**Work task:** Lines that contain "contains" are to be copied from the material, every one of them.

*** Begin section ***

//! Per-job log file.
//!
//! Every line goes to the job's own file, to an optional callback, and
//! is mirrored into `tracing` tagged with the job id. Engine output is
//! additionally kept in a bounded tail so a failure can be reported with
//! the last lines the engine printed.

use std::collections::VecDeque;
use std::fs::{self, File};
use std::io::{BufWriter, Write};
use std::path::{Path, PathBuf};

use chrono::Local;
use parking_lot::Mutex;

use super::types::{LogCallback, LogConfig, LogLevel, MessagePrefix};

/// Mutable parts of a logger, behind one lock.
struct LoggerState {
    writer: Option<BufWriter<File>>,
    tail: VecDeque<String>,
    last_progress: Option<u32>,
}

/// Logger owned by a single job.
pub struct JobLogger {
    job_id: String,
    log_path: PathBuf,
    config: LogConfig,
    callback: Option<LogCallback>,
    state: Mutex<LoggerState>,
}

impl JobLogger {
    /// Create `<log_dir>/<job_id>.log`, truncating any previous file.
    pub fn new(
        job_id: impl Into<String>,
        log_dir: impl AsRef<Path>,
        config: LogConfig,
        callback: Option<LogCallback>,
    ) -> std::io::Result<Self> {
        let job_id = job_id.into();
        let log_dir = log_dir.as_ref();
        fs::create_dir_all(log_dir)?;

        let log_path = log_dir.join(format!("{}.log", sanitize_filename(&job_id)));
        let file = File::create(&log_path)?;
        let tail = VecDeque::with_capacity(config.error_tail);

        Ok(Self {
            job_id,
            log_path,
            config,
            callback,
            state: Mutex::new(LoggerState {
                writer: Some(BufWriter::new(file)),
                tail,
                last_progress: None,
            }),
        })
    }

    pub fn job_id(&self) -> &str {
        &self.job_id
    }

    pub fn log_path(&self) -> &Path {
        &self.log_path
    }

    /// Log a message at the specified level.
    pub fn log(&self, level: LogLevel, message: &str) {
        if level < self.config.level {
            return;
        }
        self.mirror(level, message);
        self.write_line(message);
    }

    pub fn info(&self, message: &str) {
        self.log(LogLevel::Info, message);
    }

    pub fn debug(&self, message: &str) {
        self.log(LogLevel::Debug, message);
    }

    pub fn warn(&self, message: &str) {
        self.log(LogLevel::Warn, &MessagePrefix::Warning.format(message));
    }

    pub fn error(&self, message: &str) {
        self.log(LogLevel::Error, &MessagePrefix::Error.format(message));
    }

    /// Log an engine command line before it runs.
    pub fn command(&self, command: &str) {
        self.log(LogLevel::Info, &MessagePrefix::Command.format(command));
    }

    /// Mark the start of a job phase.
    pub fn phase(&self, phase_name: &str) {
        self.log(LogLevel::Info, &MessagePrefix::Phase.format(phase_name));
    }

    pub fn section(&self, section_name: &str) {
        self.log(LogLevel::Info, &MessagePrefix::Section.format(section_name));
    }

    pub fn success(&self, message: &str) {
        self.log(LogLevel::Info, &MessagePrefix::Success.format(message));
    }

    /// Log render progress.
    ///
    /// In compact mode only the first value past each `progress_step`
    /// boundary is written, plus 100. Returns whether a line was written.
    pub fn progress(&self, percent: u32) -> bool {
        let percent = percent.min(100);
        if self.config.compact {
            let step = self.config.progress_step.max(1);
            let mut state = self.state.lock();
            let crossed = match state.last_progress {
                None => true,
                Some(last) => percent / step > last / step || (percent == 100 && last < 100),
            };
            if !crossed {
                return false;
            }
            state.last_progress = Some(percent);
        }

        self.info(&format!("Progress: {}%", percent));
        true
    }

    /// Record one line of engine output.
    ///
    /// The line always enters the tail buffer; it is written to the log
    /// only outside compact mode.
    pub fn output_line(&self, line: &str, is_stderr: bool) {
        let limit = self.config.error_tail;
        if limit > 0 {
            let mut state = self.state.lock();
            while state.tail.len() >= limit {
                state.tail.pop_front();
            }
            state.tail.push_back(line.to_string());
        }

        if !self.config.compact {
            let stream = if is_stderr { "[stderr] " } else { "" };
            self.write_line(&format!("{}{}", stream, line));
        }
    }

    /// Write the tail buffer under a header, typically after a failure.
    pub fn show_tail(&self, header: &str) {
        let lines = self.get_tail();
        if lines.is_empty() {
            return;
        }
        self.write_line(&format!("[{}/tail]", header));
        for line in &lines {
            self.write_line(line);
        }
    }

    pub fn clear_tail(&self) {
        self.state.lock().tail.clear();
    }

    pub fn get_tail(&self) -> Vec<String> {
        self.state.lock().tail.iter().cloned().collect()
    }

    /// Log engine arguments one per line, shell-continuation style.
    pub fn log_engine_args_pretty(&self, program: &str, args: &[String]) {
        let body = args
            .iter()
            .fold(program.to_string(), |acc, arg| format!("{} \\\n  {}", acc, arg));
        self.info(&MessagePrefix::Section.format("engine arguments"));
        self.info(&body);
    }

    /// Log engine arguments as a JSON array.
    pub fn log_engine_args_json(&self, args: &[String]) {
        match serde_json::to_string_pretty(args) {
            Ok(json) => {
                self.info(&MessagePrefix::Section.format("engine arguments (json)"));
                self.info(&json);
            }
            Err(e) => self.warn(&format!("Could not serialize engine arguments: {}", e)),
        }
    }

    pub fn flush(&self) {
        if let Some(writer) = self.state.lock().writer.as_mut() {
            let _ = writer.flush();
        }
    }

    fn write_line(&self, message: &str) {
        let line = if self.config.show_timestamps {
            format!("[{}] {}", Local::now().format("%H:%M:%S"), message)
        } else {
            message.to_string()
        };

        if let Some(writer) = self.state.lock().writer.as_mut() {
            let _ = writeln!(writer, "{}", line);
        }
        if let Some(callback) = &self.callback {
            callback(&line);
        }
    }

    fn mirror(&self, level: LogLevel, message: &str) {
        let job = self.job_id.as_str();
        match level {
            LogLevel::Trace => tracing::trace!(job = job, "{}", message),
            LogLevel::Debug => tracing::debug!(job = job, "{}", message),
            LogLevel::Info => tracing::info!(job = job, "{}", message),
            LogLevel::Warn => tracing::warn!(job = job, "{}", message),
            LogLevel::Error => tracing::error!(job = job, "{}", message),
        }
    }
}

impl Drop for JobLogger {
    fn drop(&mut self) {
        let mut state = self.state.lock();
        if let Some(mut writer) = state.writer.take() {
            let _ = writer.flush();
        }
    }
}

/// Replace characters that are not allowed in file names.
fn sanitize_filename(name: &str) -> String {
    name.chars()
        .map(|c| match c {
            '/' | '\\' | ':' | '*' | '?' | '"' | '<' | '>' | '|' => '_',
            _ => c,
        })
        .collect()
}

#[cfg(test)]
mod tests {
    use super::*;
    use std::sync::atomic::{AtomicUsize, Ordering};
    use std::sync::Arc;
    use tempfile::tempdir;

    fn plain() -> LogConfig {
        LogConfig {
            show_timestamps: false,
            ..Default::default()
        }
    }

    #[test]
    fn writes_phase_markers_to_file() {
        let dir = tempdir().unwrap();
        let logger = JobLogger::new("job-1", dir.path(), plain(), None).unwrap();

        logger.phase("Probing");
        logger.flush();

        assert!(logger.log_path().ends_with("job-1.log"));
        let content = fs::read_to_string(logger.log_path()).unwrap();
        assert_eq!(content, "=== Probing ===\n");
    }

    #[test]
    fn callback_sees_only_enabled_levels() {
        let dir = tempdir().unwrap();
        let count = Arc::new(AtomicUsize::new(0));
        let sink = Arc::clone(&count);
        let callback: LogCallback = Box::new(move |_line| {
            sink.fetch_add(1, Ordering::SeqCst);
        });
        let logger = JobLogger::new("job-1", dir.path(), plain(), Some(callback)).unwrap();

        logger.info("Message 1");
        logger.debug("filtered at info level");
        logger.info("Message 2");

        assert_eq!(count.load(Ordering::SeqCst), 2);
    }

    #[test]
    fn compact_mode_filters_progress() {
        let dir = tempdir().unwrap();
        let config = LogConfig {
            compact: true,
            progress_step: 20,
            ..plain()
        };
        let logger = JobLogger::new("job-1", dir.path(), config, None).unwrap();

        assert!(logger.progress(5));
        assert!(!logger.progress(15));
        assert!(logger.progress(20));
        assert!(!logger.progress(25));
        assert!(logger.progress(40));
        assert!(logger.progress(100));
        assert!(!logger.progress(100));
    }

    #[test]
    fn tail_keeps_last_lines_only() {
        let dir = tempdir().unwrap();
        let config = LogConfig {
            compact: true,
            error_tail: 5,
            ..plain()
        };
        let logger = JobLogger::new("job-1", dir.path(), config, None).unwrap();

        for i in 0..10 {
            logger.output_line(&format!("frame={}", i), true);
        }

        let tail = logger.get_tail();
        assert_eq!(tail.len(), 5);
        assert_eq!(tail[0], "frame=5");
        assert_eq!(tail[4], "frame=9");

        logger.clear_tail();
        assert!(logger.get_tail().is_empty());
    }

    #[test]
    fn failure_tail_lands_in_file() {
        let dir = tempdir().unwrap();
        let logger = JobLogger::new("job-1", dir.path(), plain(), None).unwrap();

        logger.output_line("Error opening filters!", true);
        logger.show_tail("ffmpeg output");
        logger.flush();

        let content = fs::read_to_string(logger.log_path()).unwrap();
        assert!(content.contains("[ffmpeg output/tail]\nError opening filters!"));
    }

    #[test]
    fn logs_engine_args_as_json() {
        let dir = tempdir().unwrap();
        let logger = JobLogger::new("job-1", dir.path(), plain(), None).unwrap();

        logger.log_engine_args_json(&["-y".to_string(), "-i".to_string()]);
        logger.flush();

        let content = fs::read_to_string(logger.log_path()).unwrap();
        assert!(content.contains("\"-y\""));
    }

    #[test]
    fn sanitizes_filename() {
        assert_eq!(sanitize_filename("normal_name"), "normal_name");
        assert_eq!(sanitize_filename("has/slash"), "has_slash");
        assert_eq!(sanitize_filename("a<b>c"), "a_b_c");
    }
}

*** End section ***

**Output for this exercise:**
        assert!(content.contains("[ffmpeg output/tail]\nError opening filters!"));
        assert!(content.contains("\"-y\""));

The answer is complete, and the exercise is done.